Your assignment
Give the entries again, word for word.

Data for this task
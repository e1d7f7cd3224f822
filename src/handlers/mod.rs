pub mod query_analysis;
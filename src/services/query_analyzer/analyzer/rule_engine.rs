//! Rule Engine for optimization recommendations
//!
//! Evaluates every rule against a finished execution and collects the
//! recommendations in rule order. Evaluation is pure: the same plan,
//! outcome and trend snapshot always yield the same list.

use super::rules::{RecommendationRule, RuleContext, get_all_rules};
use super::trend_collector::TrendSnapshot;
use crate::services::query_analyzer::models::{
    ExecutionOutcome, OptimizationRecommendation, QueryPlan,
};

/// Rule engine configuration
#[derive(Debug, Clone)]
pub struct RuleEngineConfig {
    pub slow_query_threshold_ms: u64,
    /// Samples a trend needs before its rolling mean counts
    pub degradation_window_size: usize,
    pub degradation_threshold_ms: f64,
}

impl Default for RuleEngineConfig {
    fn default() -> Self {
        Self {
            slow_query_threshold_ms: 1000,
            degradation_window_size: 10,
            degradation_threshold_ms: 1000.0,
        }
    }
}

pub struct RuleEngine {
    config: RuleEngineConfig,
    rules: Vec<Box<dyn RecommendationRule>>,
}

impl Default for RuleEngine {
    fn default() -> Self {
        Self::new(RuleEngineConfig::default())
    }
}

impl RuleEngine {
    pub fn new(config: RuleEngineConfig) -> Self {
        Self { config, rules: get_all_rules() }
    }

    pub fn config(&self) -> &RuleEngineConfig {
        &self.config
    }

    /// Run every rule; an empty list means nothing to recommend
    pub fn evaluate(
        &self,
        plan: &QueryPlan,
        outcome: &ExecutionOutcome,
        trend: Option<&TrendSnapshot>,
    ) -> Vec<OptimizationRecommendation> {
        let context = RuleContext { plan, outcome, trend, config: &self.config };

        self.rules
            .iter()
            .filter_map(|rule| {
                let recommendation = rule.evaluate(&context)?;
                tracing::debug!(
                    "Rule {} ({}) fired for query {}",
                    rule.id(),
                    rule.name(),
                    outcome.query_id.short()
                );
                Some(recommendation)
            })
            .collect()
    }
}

Reply
repository e1d7f7cd3224f822
filename src/handlers/mod.rs
pub mod query_analysis;
filename src/services/query_analyzer/analyzer/rule_engine.rs
//! Rule Engine for optimization recommendations
//!
//! Evaluates every rule against a finished execution and collects the
//! recommendations in rule order. Evaluation is pure: the same plan,
//! outcome and trend snapshot always yield the same list.

use super::rules::{RecommendationRule, RuleContext, get_all_rules};
use super::trend_collector::TrendSnapshot;
use crate::services::query_analyzer::models::{
    ExecutionOutcome, OptimizationRecommendation, QueryPlan,
};

/// Rule engine configuration
#[derive(Debug, Clone)]
pub struct RuleEngineConfig {
    pub slow_query_threshold_ms: u64,
    /// Samples a trend needs before its rolling mean counts
    pub degradation_window_size: usize,
    pub degradation_threshold_ms: f64,
}

impl Default for RuleEngineConfig {
    fn default() -> Self {
        Self {
            slow_query_threshold_ms: 1000,
            degradation_window_size: 10,
            degradation_threshold_ms: 1000.0,
        }
    }
}

pub struct RuleEngine {
    config: RuleEngineConfig,
    rules: Vec<Box<dyn RecommendationRule>>,
}

impl Default for RuleEngine {
    fn default() -> Self {
        Self::new(RuleEngineConfig::default())
    }
}

impl RuleEngine {
    pub fn new(config: RuleEngineConfig) -> Self {
        Self { config, rules: get_all_rules() }
    }

    pub fn config(&self) -> &RuleEngineConfig {
        &self.config
    }

    /// Run every rule; an empty list means nothing to recommend
    pub fn evaluate(
        &self,
        plan: &QueryPlan,
        outcome: &ExecutionOutcome,
        trend: Option<&TrendSnapshot>,
    ) -> Vec<OptimizationRecommendation> {
        let context = RuleContext { plan, outcome, trend, config: &self.config };

        self.rules
            .iter()
            .filter_map(|rule| {
                let recommendation = rule.evaluate(&context)?;
                tracing::debug!(
                    "Rule {} ({}) fired for query {}",
                    rule.id(),
                    rule.name(),
                    outcome.query_id.short()
                );
                Some(recommendation)
            })
            .collect()
    }
}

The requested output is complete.